Las investigaciones y los estudios feministas han modificado las condiciones y el sentido de la transmisión y, más particularmente, de la transmisión entre mujeres. En la medida en que la memoria histórica femenina va tomando forma, en la que los saberes y las experiencias femeninas se articulan de forma significada, las mujeres recuperan la posibilidad de llamarse en el suyo presente. Ahora bien, a fin de que este saber se pueda convertir realmente en tradición es imprescindible que tenga presencia en los lugares donde se produce la transmisión formal, es decir, a los centros de enseñanza de todos los niveles educativos.

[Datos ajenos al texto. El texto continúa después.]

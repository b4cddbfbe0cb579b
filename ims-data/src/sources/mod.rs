/// Reuters/Bloomberg/MarkIT/Ultumus/RIMES reference-data feed normalizers.
pub mod reference_data;

/// Trade execution / contract activity feed normalizer.
pub mod trade_contract;

pub use reference_data::{bloomberg, markit, reuters, rimes, ultumus, ReferenceDataNormalizer};
pub use trade_contract::TradeContractNormalizer;
use crate::{error::BusError, subscription::ConsumerGroup, subscription::Topic};
use fnv::FnvHasher;
use parking_lot::Mutex;
use serde::{Deserialize, Serialize};
use std::{
    collections::{HashMap, VecDeque},
    hash::{Hash, Hasher},
    sync::Arc,
    time::Duration,
};

/// Monotonically increasing position of a [`Record`] within a single partition.
#[derive(
    Debug, Copy, Clone, Eq, PartialEq, Ord, PartialOrd, Hash, Default, Deserialize, Serialize,
)]
pub struct Offset(pub u64);

impl Offset {
    pub fn next(self) -> Self {
        Self(self.0 + 1)
    }
}

/// Zero-indexed partition within a [`Topic`]. Partition assignment is a consistent-hash of the
/// record key, giving per-key FIFO ordering without requiring a global order across keys (§5).
#[derive(Debug, Copy, Clone, Eq, PartialEq, Ord, PartialOrd, Hash, Deserialize, Serialize)]
pub struct Partition(pub u32);

/// Arbitrary header bag carried alongside a record payload. Always carries a stable `event_id`
/// header so consumers can de-duplicate at-least-once deliveries (§4.1).
pub type Headers = HashMap<String, String>;

pub const HEADER_EVENT_ID: &str = "event_id";

/// A single durable-log record as handed to a consumer: `(offset, key, payload, timestamp,
/// headers)` per §4.1.
#[derive(Debug, Clone, PartialEq)]
pub struct Record {
    pub offset: Offset,
    pub partition: Partition,
    pub key: String,
    pub payload: Vec<u8>,
    pub timestamp: chrono::DateTime<chrono::Utc>,
    pub headers: Headers,
}

impl Record {
    pub fn event_id(&self) -> Option<&str> {
        self.headers.get(HEADER_EVENT_ID).map(String::as_str)
    }
}

/// Consistent-hash partition assignment on a record key, giving per-key FIFO ordering (§4.1, §5).
pub fn partition_for_key(key: &str, partitions: u32) -> Partition {
    let mut hasher = FnvHasher::default();
    key.hash(&mut hasher);
    Partition((hasher.finish() % partitions as u64) as u32)
}

/// Exponential backoff with jitter for retrying a [`BusError::Unavailable`] operation, per the
/// §4.1 contract: jitter 10%, capped at 30s.
pub fn retry_backoff(attempt: u32) -> Duration {
    const BASE_MS: u64 = 50;
    const CAP_MS: u64 = 30_000;
    let exp = BASE_MS.saturating_mul(1u64 << attempt.min(16));
    let capped = exp.min(CAP_MS);
    let jitter = (capped as f64 * 0.10 * rand::random::<f64>()) as u64;
    Duration::from_millis(capped + jitter)
}

/// Event Bus Adapter contract (§4.1): ordered, at-least-once delivery to/from a durable log,
/// partitioned by key, with explicit offset checkpointing.
///
/// Implementors commit to:
/// - per-key FIFO ordering via [`partition_for_key`] partition assignment,
/// - at-least-once delivery — consumers de-duplicate via the `event_id` header,
/// - explicit `commit` so a restart resumes from the last committed offset.
#[async_trait::async_trait]
pub trait Bus: Send + Sync {
    /// Publish `payload` keyed by `key` onto `topic`, returning the assigned [`Offset`].
    async fn publish(
        &self,
        topic: &Topic,
        key: &str,
        payload: Vec<u8>,
        headers: Headers,
    ) -> Result<Offset, BusError>;

    /// Fetch the next batch of records for `group` on `topic`, resuming from the last committed
    /// offset (or the beginning, if none has been committed).
    async fn poll(
        &self,
        topic: &Topic,
        group: &ConsumerGroup,
        max_records: usize,
    ) -> Result<Vec<Record>, BusError>;

    /// Durably checkpoint that `group` has processed up to and including `offset` on `topic`.
    async fn commit(
        &self,
        topic: &Topic,
        group: &ConsumerGroup,
        offset: Offset,
    ) -> Result<(), BusError>;

    /// Route a record that failed deserialisation (fatal, §7) to the dead-letter topic,
    /// preserving its original headers.
    async fn dead_letter(&self, topic: &Topic, record: Record) -> Result<(), BusError>;
}

#[derive(Default)]
struct TopicLog {
    partitions: Vec<VecDeque<Record>>,
    committed: HashMap<ConsumerGroup, HashMap<Partition, Offset>>,
}

/// In-process, in-memory [`Bus`] implementation used by tests and as the default wiring for a
/// single-process deployment. Durability is process-lifetime only; a real deployment backs
/// this trait with a partitioned durable log (eg/ Kafka-compatible broker) per §6.
pub struct InMemoryBus {
    partitions_per_topic: u32,
    topics: Mutex<HashMap<Topic, TopicLog>>,
    dead_letters: Mutex<HashMap<Topic, Vec<Record>>>,
}

impl InMemoryBus {
    pub fn new(partitions_per_topic: u32) -> Self {
        Self {
            partitions_per_topic,
            topics: Mutex::new(HashMap::new()),
            dead_letters: Mutex::new(HashMap::new()),
        }
    }

    pub fn dead_letters(&self, topic: &Topic) -> Vec<Record> {
        self.dead_letters
            .lock()
            .get(topic)
            .cloned()
            .unwrap_or_default()
    }
}

impl Default for InMemoryBus {
    fn default() -> Self {
        Self::new(16)
    }
}

#[async_trait::async_trait]
impl Bus for InMemoryBus {
    async fn publish(
        &self,
        topic: &Topic,
        key: &str,
        payload: Vec<u8>,
        headers: Headers,
    ) -> Result<Offset, BusError> {
        let partition = partition_for_key(key, self.partitions_per_topic);

        let mut topics = self.topics.lock();
        let log = topics.entry(topic.clone()).or_insert_with(|| TopicLog {
            partitions: (0..self.partitions_per_topic)
                .map(|_| VecDeque::new())
                .collect(),
            committed: HashMap::new(),
        });

        let queue = &mut log.partitions[partition.0 as usize];
        let offset = Offset(queue.len() as u64);
        queue.push_back(Record {
            offset,
            partition,
            key: key.to_owned(),
            payload,
            timestamp: chrono::Utc::now(),
            headers,
        });
        Ok(offset)
    }

    async fn poll(
        &self,
        topic: &Topic,
        group: &ConsumerGroup,
        max_records: usize,
    ) -> Result<Vec<Record>, BusError> {
        let topics = self.topics.lock();
        let Some(log) = topics.get(topic) else {
            return Ok(Vec::new());
        };

        let committed = log.committed.get(group);
        let mut out = Vec::with_capacity(max_records);

        for (idx, queue) in log.partitions.iter().enumerate() {
            let partition = Partition(idx as u32);
            let start = committed
                .and_then(|c| c.get(&partition))
                .map(|o| o.next().0)
                .unwrap_or(0);

            for record in queue.iter().skip(start as usize) {
                if out.len() >= max_records {
                    return Ok(out);
                }
                out.push(record.clone());
            }
        }
        Ok(out)
    }

    async fn commit(
        &self,
        topic: &Topic,
        group: &ConsumerGroup,
        offset: Offset,
    ) -> Result<(), BusError> {
        let mut topics = self.topics.lock();
        let log = topics
            .get_mut(topic)
            .ok_or_else(|| BusError::NotSubscribed {
                topic: topic.clone(),
                group: group.to_string(),
            })?;

        // Commit advances the offset for whichever partition produced it; since the in-memory
        // poll already flattens all partitions, we track the max seen offset per partition that
        // contains it.
        for (idx, queue) in log.partitions.iter().enumerate() {
            if queue.iter().any(|r| r.offset == offset) {
                log.committed
                    .entry(group.clone())
                    .or_default()
                    .insert(Partition(idx as u32), offset);
            }
        }
        Ok(())
    }

    async fn dead_letter(&self, topic: &Topic, record: Record) -> Result<(), BusError> {
        self.dead_letters
            .lock()
            .entry(topic.clone())
            .or_default()
            .push(record);
        Ok(())
    }
}

/// Shared handle to a [`Bus`] implementation, cloned across worker shards.
pub type SharedBus = Arc<dyn Bus>;

#[cfg(test)]
mod tests {
    use super::*;

    fn headers_with_event_id(id: &str) -> Headers {
        let mut h = Headers::new();
        h.insert(HEADER_EVENT_ID.to_string(), id.to_string());
        h
    }

    #[tokio::test]
    async fn publish_then_poll_preserves_per_key_order() {
        let bus = InMemoryBus::new(4);
        let topic = Topic::from("trades");

        for i in 0..5 {
            bus.publish(
                &topic,
                "book-a/security-1",
                format!("payload-{i}").into_bytes(),
                headers_with_event_id(&format!("evt-{i}")),
            )
            .await
            .unwrap();
        }

        let group = ConsumerGroup::from("position-engine");
        let records = bus.poll(&topic, &group, 100).await.unwrap();
        assert_eq!(records.len(), 5);
        for (i, record) in records.iter().enumerate() {
            assert_eq!(record.payload, format!("payload-{i}").into_bytes());
        }
    }

    #[tokio::test]
    async fn commit_then_restart_resumes_after_committed_offset() {
        let bus = InMemoryBus::new(1);
        let topic = Topic::from("contracts");
        let group = ConsumerGroup::from("ims");

        for i in 0..3 {
            bus.publish(
                &topic,
                "ctr-1",
                vec![i],
                headers_with_event_id(&format!("evt-{i}")),
            )
            .await
            .unwrap();
        }

        let first_batch = bus.poll(&topic, &group, 100).await.unwrap();
        assert_eq!(first_batch.len(), 3);

        bus.commit(&topic, &group, first_batch[1].offset)
            .await
            .unwrap();

        let resumed = bus.poll(&topic, &group, 100).await.unwrap();
        assert_eq!(resumed.len(), 1);
        assert_eq!(resumed[0].offset, first_batch[2].offset);
    }

    #[tokio::test]
    async fn dead_letter_preserves_original_headers() {
        let bus = InMemoryBus::new(1);
        let topic = Topic::from("market-data");
        let record = Record {
            offset: Offset(0),
            partition: Partition(0),
            key: "sec-1".to_string(),
            payload: vec![0xFF],
            timestamp: chrono::Utc::now(),
            headers: headers_with_event_id("evt-bad"),
        };

        bus.dead_letter(&topic, record.clone()).await.unwrap();
        let dead = bus.dead_letters(&topic);
        assert_eq!(dead.len(), 1);
        assert_eq!(dead[0].event_id(), Some("evt-bad"));
    }

    #[test]
    fn partition_for_key_is_stable() {
        let a = partition_for_key("book-1/sec-1", 8);
        let b = partition_for_key("book-1/sec-1", 8);
        assert_eq!(a, b);
    }

    #[test]
    fn retry_backoff_is_capped_and_monotonic_ish() {
        let small = retry_backoff(0);
        let large = retry_backoff(20);
        assert!(small.as_millis() < large.as_millis());
        assert!(large.as_millis() <= 33_000);
    }
}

En la transmisión didáctica se produce una relación entre generaciones diversas que permiten la memoria. No es sólo una necesidad, requiere también un acto de voluntad, porque querer transmitir es sinónimo de querer dejar memoria de aquello que se pone en circulación.

En este sentido es imprescindible que los saberes de las mujeres -tanto lo que crearon dentro de las diferentes disciplinas académicas como lo que desarrollaron en el ámbito de la vida cotidiana y que, a pesar de ser fundamentales para el desarrollo de la humanidad, no han tenido presencia en lo que se considera cultura formal- entren a formar parte del currículum.

Incorporar a la enseñanza las aportaciones culturales y científicas de las mujeres que, hasta ahora, habían sido ignoradas, así como considerar académico lo que había sido calificado como técnico, y hacerlo, además, como válido para todo el mundo, y no exclusivamente para las mujeres, es un hecho de gran relevancia. Un hecho que nos obliga en deconstruir la orientación androcéntrica de las disciplinas y a ordenar de nuevo, y de otra manera, los contenidos curriculares.